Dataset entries
⁂

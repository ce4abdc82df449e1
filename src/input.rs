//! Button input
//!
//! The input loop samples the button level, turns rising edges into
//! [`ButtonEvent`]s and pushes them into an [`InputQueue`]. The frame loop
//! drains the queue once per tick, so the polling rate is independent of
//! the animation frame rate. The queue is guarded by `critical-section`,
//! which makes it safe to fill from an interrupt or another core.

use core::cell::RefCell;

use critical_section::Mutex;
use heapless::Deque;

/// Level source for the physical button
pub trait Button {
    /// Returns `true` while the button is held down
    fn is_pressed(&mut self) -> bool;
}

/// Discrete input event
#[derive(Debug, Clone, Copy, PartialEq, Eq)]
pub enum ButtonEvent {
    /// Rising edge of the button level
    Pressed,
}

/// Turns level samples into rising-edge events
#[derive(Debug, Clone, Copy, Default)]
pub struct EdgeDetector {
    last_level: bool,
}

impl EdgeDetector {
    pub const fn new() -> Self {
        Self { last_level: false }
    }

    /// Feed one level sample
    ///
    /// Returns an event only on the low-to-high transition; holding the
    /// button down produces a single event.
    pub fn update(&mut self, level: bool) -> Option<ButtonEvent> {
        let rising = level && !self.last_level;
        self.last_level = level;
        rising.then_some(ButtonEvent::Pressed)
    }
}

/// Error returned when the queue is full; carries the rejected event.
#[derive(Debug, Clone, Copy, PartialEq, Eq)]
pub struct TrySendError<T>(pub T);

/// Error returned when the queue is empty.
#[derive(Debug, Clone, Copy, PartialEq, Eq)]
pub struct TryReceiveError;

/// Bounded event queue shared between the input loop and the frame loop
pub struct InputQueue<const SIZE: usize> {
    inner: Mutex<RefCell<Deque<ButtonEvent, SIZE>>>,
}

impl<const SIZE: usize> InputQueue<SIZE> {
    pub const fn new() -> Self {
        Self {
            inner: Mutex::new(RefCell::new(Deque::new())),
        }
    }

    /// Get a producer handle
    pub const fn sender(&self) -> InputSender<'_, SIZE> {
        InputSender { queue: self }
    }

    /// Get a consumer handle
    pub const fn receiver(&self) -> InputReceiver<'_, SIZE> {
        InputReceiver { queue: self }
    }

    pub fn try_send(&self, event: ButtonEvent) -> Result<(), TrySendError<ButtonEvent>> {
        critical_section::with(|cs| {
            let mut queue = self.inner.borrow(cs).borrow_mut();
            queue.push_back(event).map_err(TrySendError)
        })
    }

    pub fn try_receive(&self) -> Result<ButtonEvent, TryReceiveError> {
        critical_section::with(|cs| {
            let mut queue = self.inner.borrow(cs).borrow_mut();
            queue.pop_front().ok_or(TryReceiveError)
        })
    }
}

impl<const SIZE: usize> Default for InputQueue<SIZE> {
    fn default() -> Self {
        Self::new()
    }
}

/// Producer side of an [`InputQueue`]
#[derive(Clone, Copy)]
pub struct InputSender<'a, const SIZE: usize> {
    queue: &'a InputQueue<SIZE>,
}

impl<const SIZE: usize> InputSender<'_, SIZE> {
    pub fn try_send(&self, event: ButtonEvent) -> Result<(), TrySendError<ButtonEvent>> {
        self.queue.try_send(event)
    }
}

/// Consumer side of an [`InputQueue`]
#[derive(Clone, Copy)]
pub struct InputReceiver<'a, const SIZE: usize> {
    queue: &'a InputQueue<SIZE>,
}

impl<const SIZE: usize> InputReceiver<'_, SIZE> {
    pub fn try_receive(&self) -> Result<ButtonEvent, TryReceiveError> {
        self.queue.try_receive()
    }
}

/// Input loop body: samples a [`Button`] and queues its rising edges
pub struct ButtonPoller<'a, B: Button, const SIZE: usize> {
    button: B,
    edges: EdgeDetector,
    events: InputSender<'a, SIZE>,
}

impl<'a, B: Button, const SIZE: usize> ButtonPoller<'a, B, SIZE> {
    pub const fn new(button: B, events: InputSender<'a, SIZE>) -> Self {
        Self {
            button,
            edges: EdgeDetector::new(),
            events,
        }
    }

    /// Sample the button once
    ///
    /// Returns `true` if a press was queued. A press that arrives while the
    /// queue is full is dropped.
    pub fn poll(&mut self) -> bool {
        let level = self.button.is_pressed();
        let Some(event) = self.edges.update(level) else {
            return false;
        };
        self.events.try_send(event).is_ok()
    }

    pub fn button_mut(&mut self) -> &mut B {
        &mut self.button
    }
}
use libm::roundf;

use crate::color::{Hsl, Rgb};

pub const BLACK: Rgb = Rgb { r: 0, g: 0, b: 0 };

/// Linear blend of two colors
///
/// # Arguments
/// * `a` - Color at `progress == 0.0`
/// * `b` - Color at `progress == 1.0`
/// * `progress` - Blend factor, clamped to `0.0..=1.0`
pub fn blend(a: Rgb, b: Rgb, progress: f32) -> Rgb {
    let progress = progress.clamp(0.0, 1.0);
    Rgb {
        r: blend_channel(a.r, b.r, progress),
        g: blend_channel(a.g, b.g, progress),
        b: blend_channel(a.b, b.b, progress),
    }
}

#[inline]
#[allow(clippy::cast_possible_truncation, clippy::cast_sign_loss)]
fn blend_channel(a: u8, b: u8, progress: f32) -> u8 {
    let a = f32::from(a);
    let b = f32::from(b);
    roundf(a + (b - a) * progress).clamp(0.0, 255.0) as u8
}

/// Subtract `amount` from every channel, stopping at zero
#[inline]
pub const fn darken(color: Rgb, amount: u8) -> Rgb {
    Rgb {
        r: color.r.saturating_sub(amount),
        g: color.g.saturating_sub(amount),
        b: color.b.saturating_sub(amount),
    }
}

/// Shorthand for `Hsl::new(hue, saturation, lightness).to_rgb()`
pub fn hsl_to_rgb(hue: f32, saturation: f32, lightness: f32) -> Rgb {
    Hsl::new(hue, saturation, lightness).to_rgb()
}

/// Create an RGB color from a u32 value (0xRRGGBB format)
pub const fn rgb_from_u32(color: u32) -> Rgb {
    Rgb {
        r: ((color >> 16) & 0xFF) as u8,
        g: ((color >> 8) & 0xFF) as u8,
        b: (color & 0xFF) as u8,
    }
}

⁂

Set down every record once more, exactly as written.

repository ce4abdc82df449e1
filename src/input.rs
//! Button input
//!
//! The input loop samples the button level, turns rising edges into
//! [`ButtonEvent`]s and pushes them into an [`InputQueue`]. The frame loop
//! drains the queue once per tick, so the polling rate is independent of
//! the animation frame rate. The queue is guarded by `critical-section`,
//! which makes it safe to fill from an interrupt or another core.

use core::cell::RefCell;

use critical_section::Mutex;
use heapless::Deque;

/// Level source for the physical button
pub trait Button {
    /// Returns `true` while the button is held down
    fn is_pressed(&mut self) -> bool;
}

/// Discrete input event
#[derive(Debug, Clone, Copy, PartialEq, Eq)]
pub enum ButtonEvent {
    /// Rising edge of the button level
    Pressed,
}

/// Turns level samples into rising-edge events
#[derive(Debug, Clone, Copy, Default)]
pub struct EdgeDetector {
    last_level: bool,
}

impl EdgeDetector {
    pub const fn new() -> Self {
        Self { last_level: false }
    }

    /// Feed one level sample
    ///
    /// Returns an event only on the low-to-high transition; holding the
    /// button down produces a single event.
    pub fn update(&mut self, level: bool) -> Option<ButtonEvent> {
        let rising = level && !self.last_level;
        self.last_level = level;
        rising.then_some(ButtonEvent::Pressed)
    }
}

/// Error returned when the queue is full; carries the rejected event.
#[derive(Debug, Clone, Copy, PartialEq, Eq)]
pub struct TrySendError<T>(pub T);

/// Error returned when the queue is empty.
#[derive(Debug, Clone, Copy, PartialEq, Eq)]
pub struct TryReceiveError;

/// Bounded event queue shared between the input loop and the frame loop
pub struct InputQueue<const SIZE: usize> {
    inner: Mutex<RefCell<Deque<ButtonEvent, SIZE>>>,
}

impl<const SIZE: usize> InputQueue<SIZE> {
    pub const fn new() -> Self {
        Self {
            inner: Mutex::new(RefCell::new(Deque::new())),
        }
    }

    /// Get a producer handle
    pub const fn sender(&self) -> InputSender<'_, SIZE> {
        InputSender { queue: self }
    }

    /// Get a consumer handle
    pub const fn receiver(&self) -> InputReceiver<'_, SIZE> {
        InputReceiver { queue: self }
    }

    pub fn try_send(&self, event: ButtonEvent) -> Result<(), TrySendError<ButtonEvent>> {
        critical_section::with(|cs| {
            let mut queue = self.inner.borrow(cs).borrow_mut();
            queue.push_back(event).map_err(TrySendError)
        })
    }

    pub fn try_receive(&self) -> Result<ButtonEvent, TryReceiveError> {
        critical_section::with(|cs| {
            let mut queue = self.inner.borrow(cs).borrow_mut();
            queue.pop_front().ok_or(TryReceiveError)
        })
    }
}

impl<const SIZE: usize> Default for InputQueue<SIZE> {
    fn default() -> Self {
        Self::new()
    }
}

/// Producer side of an [`InputQueue`]
#[derive(Clone, Copy)]
pub struct InputSender<'a, const SIZE: usize> {
    queue: &'a InputQueue<SIZE>,
}

impl<const SIZE: usize> InputSender<'_, SIZE> {
    pub fn try_send(&self, event: ButtonEvent) -> Result<(), TrySendError<ButtonEvent>> {
        self.queue.try_send(event)
    }
}

/// Consumer side of an [`InputQueue`]
#[derive(Clone, Copy)]
pub struct InputReceiver<'a, const SIZE: usize> {
    queue: &'a InputQueue<SIZE>,
}

impl<const SIZE: usize> InputReceiver<'_, SIZE> {
    pub fn try_receive(&self) -> Result<ButtonEvent, TryReceiveError> {
        self.queue.try_receive()
    }
}

/// Input loop body: samples a [`Button`] and queues its rising edges
pub struct ButtonPoller<'a, B: Button, const SIZE: usize> {
    button: B,
    edges: EdgeDetector,
    events: InputSender<'a, SIZE>,
}

impl<'a, B: Button, const SIZE: usize> ButtonPoller<'a, B, SIZE> {
    pub const fn new(button: B, events: InputSender<'a, SIZE>) -> Self {
        Self {
            button,
            edges: EdgeDetector::new(),
            events,
        }
    }

    /// Sample the button once
    ///
    /// Returns `true` if a press was queued. A press that arrives while the
    /// queue is full is dropped.
    pub fn poll(&mut self) -> bool {
        let level = self.button.is_pressed();
        let Some(event) = self.edges.update(level) else {
            return false;
        };
        self.events.try_send(event).is_ok()
    }

    pub fn button_mut(&mut self) -> &mut B {
        &mut self.button
    }
}
use libm::roundf;

use crate::color::{Hsl, Rgb};

pub const BLACK: Rgb = Rgb { r: 0, g: 0, b: 0 };

/// Linear blend of two colors
///
/// # Arguments
/// * `a` - Color at `progress == 0.0`
/// * `b` - Color at `progress == 1.0`
/// * `progress` - Blend factor, clamped to `0.0..=1.0`
pub fn blend(a: Rgb, b: Rgb, progress: f32) -> Rgb {
    let progress = progress.clamp(0.0, 1.0);
    Rgb {
        r: blend_channel(a.r, b.r, progress),
        g: blend_channel(a.g, b.g, progress),
        b: blend_channel(a.b, b.b, progress),
    }
}

#[inline]
#[allow(clippy::cast_possible_truncation, clippy::cast_sign_loss)]
fn blend_channel(a: u8, b: u8, progress: f32) -> u8 {
    let a = f32::from(a);
    let b = f32::from(b);
    roundf(a + (b - a) * progress).clamp(0.0, 255.0) as u8
}

/// Subtract `amount` from every channel, stopping at zero
#[inline]
pub const fn darken(color: Rgb, amount: u8) -> Rgb {
    Rgb {
        r: color.r.saturating_sub(amount),
        g: color.g.saturating_sub(amount),
        b: color.b.saturating_sub(amount),
    }
}

/// Shorthand for `Hsl::new(hue, saturation, lightness).to_rgb()`
pub fn hsl_to_rgb(hue: f32, saturation: f32, lightness: f32) -> Rgb {
    Hsl::new(hue, saturation, lightness).to_rgb()
}

/// Create an RGB color from a u32 value (0xRRGGBB format)
pub const fn rgb_from_u32(color: u32) -> Rgb {
    Rgb {
        r: ((color >> 16) & 0xFF) as u8,
        g: ((color >> 8) & 0xFF) as u8,
        b: (color & 0xFF) as u8,
    }
}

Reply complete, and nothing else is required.